ヘイトスピーチに全国初の刑事罰を科す川崎市条例に基づく有識者審査会は十六日、市から諮問を受けたネット掲示板やブログへの投稿延べ四十五件を「不当な差別的言動」と認め、削除要請と趣旨の公表を「適当」とする答申を、福田紀彦市長に提出した。市は今週中にも、掲示板とブログの運営者四者に対し、投稿の削除要請に踏み切る方針。 (安藤恭子)

 四十五件の投稿は、複数の人物の投稿を載せるいわゆる「まとめサイト」やそのコピーサイト、ブログへの書き込み。
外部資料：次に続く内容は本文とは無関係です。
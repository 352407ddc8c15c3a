//! Discussion state store.
//!
//! [`DiscussionStore`] holds the transcript and status; [`StoreHandle`] shares
//! it between the realtime connection, the status poller and command flows,
//! serializing every mutation and publishing a [`StoreChange`] after each one
//! so a view can re-render.

pub mod discussion;

use std::sync::Arc;

use parking_lot::Mutex;
use tokio::sync::broadcast;

pub use discussion::{DiscussionStore, StoreOptions, StoreSnapshot};

use crate::model::{Message, Status, StatusPatch};

const CHANGE_CHANNEL_CAPACITY: usize = 1024;

/// Notification published after a store mutation.
#[derive(Debug, Clone, PartialEq)]
pub enum StoreChange {
    MessageAdded(Message),
    MessagesCleared,
    StatusChanged(Status),
    RoomChanged(Option<String>),
    Reset,
}

/// Cloneable, thread-safe handle to one discussion store.
#[derive(Clone)]
pub struct StoreHandle {
    inner: Arc<Mutex<DiscussionStore>>,
    changes: broadcast::Sender<StoreChange>,
}

impl Default for StoreHandle {
    fn default() -> Self {
        Self::new(StoreOptions::default())
    }
}

impl std::fmt::Debug for StoreHandle {
    fn fmt(&self, f: &mut std::fmt::Formatter<'_>) -> std::fmt::Result {
        let store = self.inner.lock();
        f.debug_struct("StoreHandle")
            .field("messages", &store.messages().len())
            .field("room_id", &store.room_id())
            .field("subscribers", &self.changes.receiver_count())
            .finish()
    }
}

impl StoreHandle {
    pub fn new(options: StoreOptions) -> Self {
        let (changes, _) = broadcast::channel(CHANGE_CHANNEL_CAPACITY);
        Self {
            inner: Arc::new(Mutex::new(DiscussionStore::new(options))),
            changes,
        }
    }

    /// Subscribe to mutations made after this call.
    pub fn subscribe(&self) -> broadcast::Receiver<StoreChange> {
        self.changes.subscribe()
    }

    /// Called with the store lock held so the feed matches mutation order.
    fn publish(&self, change: StoreChange) {
        // no subscribers is fine
        let _ = self.changes.send(change);
    }

    pub fn add_message(&self, message: Message) -> bool {
        let mut store = self.inner.lock();
        let added = store.add_message(message.clone());
        if added {
            self.publish(StoreChange::MessageAdded(message));
            self.publish(StoreChange::StatusChanged(store.status().clone()));
        }
        added
    }

    /// Append each message in order; returns how many were accepted.
    pub fn add_messages<I>(&self, messages: I) -> usize
    where
        I: IntoIterator<Item = Message>,
    {
        messages
            .into_iter()
            .filter(|message| self.add_message(message.clone()))
            .count()
    }

    pub fn clear_messages(&self) {
        let mut store = self.inner.lock();
        store.clear_messages();
        self.publish(StoreChange::MessagesCleared);
    }

    /// Atomically replace the status with `transform(previous)`.
    ///
    /// Use this form whenever the new value depends on the old one.
    pub fn update_status<F>(&self, transform: F)
    where
        F: FnOnce(&Status) -> Status,
    {
        let mut store = self.inner.lock();
        let before = store.status().clone();
        store.update_status(transform);
        if *store.status() != before {
            self.publish(StoreChange::StatusChanged(store.status().clone()));
        }
    }

    pub fn merge_status(&self, patch: &StatusPatch) {
        self.update_status(|prev| patch.apply(prev));
    }

    pub fn set_room(&self, room_id: Option<String>) {
        let mut store = self.inner.lock();
        let changed = store.room_id() != room_id.as_deref();
        store.set_room(room_id.clone());
        if changed {
            self.publish(StoreChange::RoomChanged(room_id));
        }
    }

    pub fn reset(&self) {
        let mut store = self.inner.lock();
        store.reset();
        self.publish(StoreChange::Reset);
    }

    pub fn snapshot(&self) -> StoreSnapshot {
        self.inner.lock().snapshot()
    }

    pub fn status(&self) -> Status {
        self.inner.lock().status().clone()
    }

    pub fn messages(&self) -> Vec<Message> {
        self.inner.lock().messages().to_vec()
    }

    pub fn room_id(&self) -> Option<String> {
        self.inner.lock().room_id().map(str::to_string)
    }
}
この日公表された答申の概要によると「日本から出て行け」といった地域社会からの排除をあおる趣旨のほか、「寄生虫そのもの」「○○(朝鮮人の蔑称)は石ころで頭をぶち割ればいい」「ぶっ殺して地獄に落とす」といった侮蔑や危害の告知の趣旨の記載が含まれている。

 ネット上のヘイト表現について削除を求める審査会の答申は今回で二回目。福田市長は「スピード感をもって審査いただいた。市も呼応する形でしっかり対応していきたい」と話した。

 ネット上のヘイト書き込みを巡っては、市内在住の在日コリアン崔江衣子(チェカンイジャ)さん(47)が五月以降、三百件を超える被害を市に申し立てていた。市は十月、条例に基づいて初めてツイッタージャパン社に投稿二件の削除を要請する措置をとったが、市によると当該の投稿は今も削除されていない。